So I resisted the overwhelming urge to drive down and get Bear, I waited it out with what I think was quite admirable restraint. On Friday morning, the day I named 'The Return of the Bear' I woke up feeling all excited and brimming full of anticipation. The princess was coming home and god damn I'd missed her.
I had booked the day off work and I had it all planned out. I would be there way before she arrived but I would not act like a Smother (mother who smothers), I would be all calm and collected. I would resist the urge to sniff her hair and squidge her little belly. I would NOT be embarrassing, I would be you know... all cool.
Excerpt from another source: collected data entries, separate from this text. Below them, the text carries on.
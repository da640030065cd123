//! End-to-end helpers for the jobs API
//!
//! Each [`TestServer`] runs the real router on an ephemeral port over its own
//! in-memory store, so tests need no database and never share state.

pub mod fixtures;
pub mod helpers;

pub use fixtures::*;
pub use helpers::*;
So 12 o clock arrived and Vix and I (who was off school for the afternoon and yeah... ummm... she had permission...) were ready and waiting outside the school. It was blazing hot and we were both struggling with the heat. Neither of us can do heat, we both shrivel like vampires. In fact the girls have been known (on a Saturday afternoon when they've been up for less than an hour - a practice I thoroughly encourage) to scream it burns it burns if I dare open the curtains.
I digress, so there we were cringing from the sun when Vix gives me the LOOK.
'I'm hungry,' she says.
'Yes,' I agree. 'Me too.'
'There's a Subway round the corner.'
'We might miss your sister, we have to be here when she arrives,'
Vix fidgeted, 'Yeah I suppose... they've got steak and cheese on though and cookies.'
I fidget a bit too and give her the LOOK back. The LOOK is our way of saying yeah we shouldn't but let's argue a bit to pretend we're not gonna and then do it anyway.
'We have to be really quick,' I say.
'Of course.'
Two foot long steak and cheeses later, two chocolate chip cookies and a pint of diet coke and we're still waiting. The coach is stuck on the motorway - typical eh? The sun continues to torment us and I can't even have a crafty smoke seeing as we're on school grounds. A half hour later we hear a rumbling and there it is!! Haha she arrives. The coach drives right past me and I can see her little face in the window. Vix and I rush up to the coach and... wait. Unsurprisingly she is the last off the coach.
'Hi mom,' she says as I wrap my arms around her. I wait until her air supply is nearly gone before letting her free. The be cool don't smother resolution has disappeared. I sniff her and hug her and kiss her and though she pulls a face I can see she loves it.
'How was it babe?' I ask.
'Fine,' she replies, 'it was fine.'
I notice that her hair may not have seen the brush all week and her skin has the slightly greased up look which suggests an extreme lack of showering.
'I had a good time, there was chips and burgers and pasta and peas.'
Clearly my worries were unfounded, clearly there were no coded messages in the postcard - I was fretting over nothing at all... I look down and notice her socks. They look strangely familiar.
'Bare when did you last change your socks?' I ask.
She gives me her I will be a diamond thief when I'm older and there's nothing you can do about it mom look and smiles.
'I haven't.'
Em,
ReplyDeleteYou're incredibly good at capturing the everyday emotions that course through the veins of family life; gives us all a chance to stop and reflect upon the things that are really important in our lives. The relationship you describe with Bear is one that any mother - and not a few fathers - can easily identify with: I can't tell you how many times I had to retrieve my daughter, AnnaSummer, from pre-teen sleep-overs that she simply couldn't get through even with the help of her trusty companion Glo-Doll. Until one night the call did not come. The phone did not ring. No distraught squeaky voice pleading for a ride home. I was crushed. I had forgotten about that until I read your latest installment.
It's been at least fifteen years since the last incident - Anna will turn 25 this month. But it also brought back a more recent memory. I visited with AnnaSummer and her significant other (sort of a gender-neutral variation on boyf/girlf) in Austin this past Thanksgiving and when I went to sit my bags down in the guest room there on the bed, faded and scruffed beyond description, was Glo-Doll. She no longer glows when you squeeze her and the rosiness of her bulbous baby cheeks has faded almost to gray and her outfit, once sort of a yellowish, greenish plaid looks more like a woefully neglected potato sack, but the charm still beams through. I had picked her up to examine her just about the time that Anna wandered in to see if all was satisfactory and we just sort of looked at one another and smiled and I knew that I loved her as much if not more than I ever had and always would. It was one of those moments - like waiting for Bear to get off the bus and thinking you'd be cool - right. The nice thing about love is it doesn't have to be cool. It just has to be. And come to think of it that's what's cool about being a parent.